Furthermore, the contract is transferrable. For example, if a landowner who purchased the land through an agreement dies, their kid might inherit the deceased parent’s stake in the land as evidenced by the current sales agreement.
Make it Impenetrable against Fraud
Agreements of sale, like property titles, are not immune to deception. They, too, are susceptible to forgery. However, there are methods for making them fraud-proof.
While the buyer and seller are the primary parties, Nassolo proposes that at least two additional persons serve as witnesses. Each witness must provide a legitimate identity document, such as a National ID card. Most importantly, the agreement must be recorded.
She says, “And if you need to make any transfers of that agreement, make sure those witnesses are around. For any document to have legal effect, it has to be registered with URSB.”
The Uganda Registration Services Bureau (URSB) is the sole government agency responsible for civil registrations (including marriages and divorces but not births, adoptions, or deaths), business registrations (start-ups and liquidations), and patent and intellectual property rights registration, among other things.
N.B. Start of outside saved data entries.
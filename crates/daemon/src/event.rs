// SPDX-License-Identifier: BUSL-1.1
// Copyright (c) 2026 Alfred Jean LLC

//! The event sum type multiplexed by the main loop.
//!
//! Every source that is not a signal stream — connection tasks, activation
//! watchers, the demand-port bridge — reports through one channel of these,
//! and the main loop dispatches each by a single match. Events are processed
//! strictly one at a time.

use tokio::sync::oneshot;
use warden_wire::Value;

/// Identity of a client connection in the supervisor's registry.
#[derive(Debug, Clone, Copy, PartialEq, Eq, Hash)]
pub struct ConnId(pub u64);

impl std::fmt::Display for ConnId {
    fn fmt(&self, f: &mut std::fmt::Formatter<'_>) -> std::fmt::Result {
        write!(f, "conn-{}", self.0)
    }
}

/// An occurrence the main loop must serialize.
#[derive(Debug)]
pub enum Event {
    /// A decoded request from a client connection. The response is delivered
    /// back to the connection task through `reply`.
    Request { conn: ConnId, msg: Value, reply: oneshot::Sender<Value> },

    /// A connection ended (peer close, read error, or forced close).
    ConnClosed { conn: ConnId },

    /// An activation descriptor of an idle on-demand job became readable.
    Activation { label: String },

    /// The demand-port bridge observed a pending message on the port at
    /// `slot` and removed it from the watched set.
    PortActivation { slot: usize },
}
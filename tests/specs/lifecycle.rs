// SPDX-License-Identifier: BUSL-1.1
// Copyright (c) 2026 Alfred Jean LLC

//! Supervisor lifecycle specs: idle exit, single instance, signal shutdown.

use super::prelude::*;
use nix::sys::signal::Signal;
use warden_wire::{keys, Value};

#[test]
fn idle_supervisor_exits_successfully_after_the_timeout() {
    let mut daemon = Daemon::start_with(&[("WARDEN_IDLE_TIMEOUT_MS", "400")]);

    let code = daemon.wait_exit(SPEC_WAIT_MAX_MS);
    assert_eq!(code, Some(0), "idle exit must report success");
}

#[test]
fn a_loaded_job_prevents_idle_exit() {
    let mut daemon = Daemon::start_with(&[("WARDEN_IDLE_TIMEOUT_MS", "800")]);

    let mut job = shell_job("hold", "sleep 60");
    job.insert(keys::SERVICE_IPC, Value::Bool(false));
    let resp = daemon.client().msg(&submit(job)).unwrap();
    assert_eq!(resp.as_str(), Some(keys::RESPONSE_SUCCESS));

    assert_eq!(daemon.wait_exit(2_000), None, "a populated table must not idle-exit");
}

#[test]
fn second_instance_yields_and_exits_zero() {
    let daemon = Daemon::start();

    let mut second = std::process::Command::new(assert_cmd::cargo::cargo_bin("wardend"));
    second
        .env("WARDEN_SOCK_PREFIX", daemon.scratch().join("prefix"))
        .env("WARDEN_CONF", daemon.scratch().join("absent.conf"));
    let output = second.output().expect("run second instance");

    assert!(output.status.success(), "a contested lock is a successful no-op");

    // The first instance still answers.
    let resp = daemon.client().msg(&Value::string(keys::BATCH_QUERY)).unwrap();
    assert_eq!(resp, Value::Bool(true));
}

#[test]
fn sigterm_shuts_down_and_removes_the_socket() {
    let mut daemon = Daemon::start();

    let mut job = shell_job("svc", "sleep 60");
    job.insert(keys::SERVICE_IPC, Value::Bool(false));
    daemon.client().msg(&submit(job)).unwrap();

    daemon.signal(Signal::SIGTERM);
    let code = daemon.wait_exit(SPEC_WAIT_MAX_MS);
    assert_eq!(code, Some(0));
}

#[test]
fn shutdown_command_stops_the_supervisor() {
    let mut daemon = Daemon::start();

    // The response may be lost in the shutdown race; the exit is the contract.
    let _ = daemon.client().msg(&Value::string(keys::SHUTDOWN));

    let code = daemon.wait_exit(SPEC_WAIT_MAX_MS);
    assert_eq!(code, Some(0));
}
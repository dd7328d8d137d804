// SPDX-License-Identifier: BUSL-1.1
// Copyright (c) 2026 Alfred Jean LLC

//! Demand-port bridge.
//!
//! A dedicated thread watches registered demand ports for pending input
//! without consuming it: `poll(2)` reports level-triggered readiness, which
//! is the activation notification. The thread then drops the port from its
//! watched set (so the same pending message cannot re-trigger) and reports
//! the port's slot to the main loop over the event channel. Starting the job
//! is responsible for re-arming the port when the job next goes idle.
//!
//! The slot table mapping ports to job labels lives on the handle and is
//! touched only by the main thread; the thread side holds nothing but
//! (slot, descriptor) pairs. Membership changes reach the thread through a
//! control queue plus a self-pipe wake-up.

use std::io;
use std::os::fd::AsFd;
use std::os::unix::io::{AsRawFd, BorrowedFd, OwnedFd, RawFd};
use std::sync::mpsc as std_mpsc;

use nix::errno::Errno;
use nix::poll::{poll, PollFd, PollFlags, PollTimeout};
use nix::unistd::pipe;
use tokio::sync::mpsc;
use tracing::{debug, warn};

use crate::event::Event;

enum PortCtl {
    Add { slot: usize, fd: RawFd },
    Remove { fd: RawFd },
}

/// Main-thread handle to the bridge.
pub struct DemandBridge {
    ctl_tx: std_mpsc::Sender<PortCtl>,
    wake: OwnedFd,
    slots: Vec<Option<String>>,
}

impl DemandBridge {
    /// Spawn the bridge thread.
    pub fn start(events: mpsc::Sender<Event>) -> io::Result<Self> {
        let (wake_r, wake_w) = pipe()?;
        let (ctl_tx, ctl_rx) = std_mpsc::channel();

        std::thread::Builder::new()
            .name("demand-bridge".into())
            .spawn(move || bridge_loop(wake_r, ctl_rx, events))?;

        Ok(Self { ctl_tx, wake: wake_w, slots: Vec::new() })
    }

    /// Allot a slot for a new port and arm it.
    pub fn register(&mut self, label: &str, fd: RawFd) -> usize {
        let slot = match self.slots.iter().position(Option::is_none) {
            Some(free) => {
                self.slots[free] = Some(label.to_string());
                free
            }
            None => {
                self.slots.push(Some(label.to_string()));
                self.slots.len() - 1
            }
        };
        self.send(PortCtl::Add { slot, fd });
        slot
    }

    /// Re-add a previously registered port to the watched set.
    pub fn arm(&mut self, slot: usize, fd: RawFd) {
        self.send(PortCtl::Add { slot, fd });
    }

    /// Take a port out of the watched set while its job runs.
    pub fn disarm(&mut self, fd: RawFd) {
        self.send(PortCtl::Remove { fd });
    }

    /// Disarm and free the slot when the owning job is removed.
    pub fn release(&mut self, slot: usize, fd: RawFd) {
        self.send(PortCtl::Remove { fd });
        if let Some(entry) = self.slots.get_mut(slot) {
            *entry = None;
        }
    }

    /// Owning job label for a fired slot.
    pub fn label_for(&self, slot: usize) -> Option<&str> {
        self.slots.get(slot).and_then(Option::as_deref)
    }

    fn send(&self, ctl: PortCtl) {
        if self.ctl_tx.send(ctl).is_err() {
            warn!("demand bridge thread is gone");
            return;
        }
        if let Err(e) = nix::unistd::write(self.wake.as_fd(), &[1]) {
            warn!("demand bridge wake failed: {e}");
        }
    }
}

fn bridge_loop(
    wake_r: OwnedFd,
    ctl_rx: std_mpsc::Receiver<PortCtl>,
    events: mpsc::Sender<Event>,
) {
    let mut members: Vec<(usize, RawFd)> = Vec::new();

    loop {
        let (wake_ready, fired) = {
            let mut pfds = Vec::with_capacity(members.len() + 1);
            pfds.push(PollFd::new(wake_r.as_fd(), PollFlags::POLLIN));
            for (_, fd) in &members {
                // SAFETY: the main thread keeps member descriptors open until
                // a Remove control message has reached this thread.
                let fd = unsafe { BorrowedFd::borrow_raw(*fd) };
                pfds.push(PollFd::new(fd, PollFlags::POLLIN));
            }

            match poll(&mut pfds, PollTimeout::NONE) {
                Ok(_) => {}
                Err(Errno::EINTR) => continue,
                Err(e) => {
                    warn!("demand bridge poll: {e}");
                    continue;
                }
            }

            let ready = |flags: Option<PollFlags>| {
                flags
                    .map(|r| {
                        r.intersects(PollFlags::POLLIN | PollFlags::POLLHUP | PollFlags::POLLERR)
                    })
                    .unwrap_or(false)
            };

            let wake_ready = ready(pfds[0].revents());
            let fired: Vec<usize> = (1..pfds.len())
                .filter(|i| ready(pfds[*i].revents()))
                .map(|i| i - 1)
                .collect();
            (wake_ready, fired)
        };

        // Drop fired members before notifying so a port can never re-trigger
        // while its activation is in flight.
        for index in fired.iter().rev() {
            let (slot, _) = members.remove(*index);
            debug!(slot, "demand port has pending input");
            if events.blocking_send(Event::PortActivation { slot }).is_err() {
                return;
            }
        }

        if wake_ready {
            let mut sink = [0u8; 64];
            let _ = nix::unistd::read(wake_r.as_raw_fd(), &mut sink);
            loop {
                match ctl_rx.try_recv() {
                    Ok(PortCtl::Add { slot, fd }) => {
                        if !members.iter().any(|(_, m)| *m == fd) {
                            members.push((slot, fd));
                        }
                    }
                    Ok(PortCtl::Remove { fd }) => members.retain(|(_, m)| *m != fd),
                    Err(std_mpsc::TryRecvError::Empty) => break,
                    Err(std_mpsc::TryRecvError::Disconnected) => return,
                }
            }
        }
    }
}

#[cfg(test)]
#[path = "bridge_tests.rs"]
mod tests;
// SPDX-License-Identifier: BUSL-1.1
// Copyright (c) 2026 Alfred Jean LLC

//! Blocking client for the supervisor's control socket.
//!
//! Children spawned with service IPC use [`checkin`] to claim their trusted
//! channel; tooling and tests use [`Client`] directly.

use std::io;
use std::os::unix::io::{AsRawFd, FromRawFd, RawFd};
use std::os::unix::net::UnixStream;
use std::path::PathBuf;

use crate::frame::{frame_len, recv_chunk, send_chunk};
use crate::{codec, keys, ProtocolError, Value};

const HEADER: usize = 4;

/// Default socket prefix; overridable via `WARDEN_SOCK_PREFIX`.
pub const SOCK_PREFIX: &str = "/var/tmp/warden";

/// Control socket path for the invoking user: `<prefix>/<uid>/sock`.
pub fn socket_path() -> PathBuf {
    let prefix = std::env::var("WARDEN_SOCK_PREFIX").unwrap_or_else(|_| SOCK_PREFIX.to_string());
    PathBuf::from(prefix).join(nix::unistd::getuid().to_string()).join("sock")
}

/// A synchronous control-channel session.
#[derive(Debug)]
pub struct Client {
    stream: UnixStream,
    buf: Vec<u8>,
    fds: Vec<RawFd>,
}

impl Client {
    /// Connect to the invoking user's supervisor.
    pub fn connect() -> Result<Self, ProtocolError> {
        Self::connect_path(&socket_path())
    }

    pub fn connect_path(path: &std::path::Path) -> Result<Self, ProtocolError> {
        Ok(Self::from_stream(UnixStream::connect(path)?))
    }

    pub fn from_stream(stream: UnixStream) -> Self {
        Self { stream, buf: Vec::new(), fds: Vec::new() }
    }

    /// Send one request and block for its response.
    ///
    /// Ownership of descriptors in the response passes to the caller.
    pub fn msg(&mut self, request: &Value) -> Result<Value, ProtocolError> {
        self.send(request)?;
        self.recv()
    }

    fn send(&mut self, value: &Value) -> Result<(), ProtocolError> {
        let (payload, fds) = codec::encode(value)?;
        let mut frame = Vec::with_capacity(HEADER + payload.len());
        frame.extend_from_slice(&(payload.len() as u32).to_be_bytes());
        frame.extend_from_slice(&payload);

        let mut sent = 0;
        let mut fds_pending = !fds.is_empty();
        while sent < frame.len() {
            let attach: &[RawFd] = if fds_pending { &fds } else { &[] };
            match send_chunk(self.stream.as_raw_fd(), &frame[sent..], attach) {
                Ok(n) => {
                    sent += n;
                    if n > 0 {
                        fds_pending = false;
                    }
                }
                Err(e) if e.kind() == io::ErrorKind::Interrupted => {}
                Err(e) => return Err(e.into()),
            }
        }
        Ok(())
    }

    fn recv(&mut self) -> Result<Value, ProtocolError> {
        loop {
            if let Some(len) = frame_len(&self.buf)? {
                if self.buf.len() >= HEADER + len {
                    let payload: Vec<u8> = self.buf[HEADER..HEADER + len].to_vec();
                    self.buf.drain(..HEADER + len);
                    let value = codec::decode(&payload, &self.fds)?;
                    self.fds.drain(..value.fd_count().min(self.fds.len()));
                    return Ok(value);
                }
            }
            match recv_chunk(self.stream.as_raw_fd(), &mut self.buf, &mut self.fds) {
                Ok(0) => return Err(ProtocolError::ConnectionClosed),
                Ok(_) => {}
                Err(e) if e.kind() == io::ErrorKind::Interrupted => {}
                Err(e) => return Err(e.into()),
            }
        }
    }
}

impl Drop for Client {
    fn drop(&mut self) {
        for fd in self.fds.drain(..) {
            let _ = nix::unistd::close(fd);
        }
    }
}

/// Claim the trusted channel handed down by the supervisor.
///
/// Reads the descriptor number from the well-known environment variable and
/// issues a check-in. Returns the session (kept open for the job's lifetime)
/// and the job descriptor the supervisor holds for this child.
pub fn checkin() -> Result<(Client, Value), ProtocolError> {
    let raw = std::env::var(keys::TRUSTED_FD_ENV)
        .map_err(|_| ProtocolError::MissingTrustedFd(keys::TRUSTED_FD_ENV))?;
    let fd: RawFd =
        raw.parse().map_err(|_| ProtocolError::MissingTrustedFd(keys::TRUSTED_FD_ENV))?;
    // SAFETY: the supervisor exported this descriptor for us and nothing else
    // in this process has claimed it.
    let stream = unsafe { UnixStream::from_raw_fd(fd) };
    let mut client = Client::from_stream(stream);
    let descriptor = client.msg(&Value::string(keys::CHECK_IN))?;
    Ok((client, descriptor))
}

#[cfg(test)]
#[path = "client_tests.rs"]
mod tests;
It is during the registration procedure that you will require the expertise of a lawyer such as Nassolo.
You will have considerably reduced the risks of fraud if you, the seller, buyer, witnesses, and lawyer, have copies of the registered agreement and the national registration has a copy.
Agreement Needed Even Without Sale
Is a contract required if a landowner just provides their land to be developed for social purposes, such as the construction of churches, mosques, or schools?
According to Nassolo, even though the title will not be transferred, there has to be a memorandum of understanding or an agreement outlining the plans for the land.
“For instance if someone is offering land to a church, there must be an agreement in respect to that such that no one will change their mind just like that.”
Avoid engaging in common verbal agreements.
She urges, “Everything should be agreed upon and put in writing. And it should be registered.”
Drawbacks of an Unregistered Agreement
The primary obstacle regarding agreements, according to Nassolo, is the incapacity to read and write the official language, English.
As a result, individuals struggle to design the agreement and express the terms: parties involved; considerations; payment and acknowledgement terms.
As a result, many settle for papers that are not registered because they cannot afford the services of attorneys. However, Nassolo contends that a document must be registered to be regarded in a court of law.
But what is the bare minimum that a lawyer can charge for such work?
It is determined by the value of the land. According to Nassolo, if the land is worth USh4 million, an advocate might seek USh300,000 or more.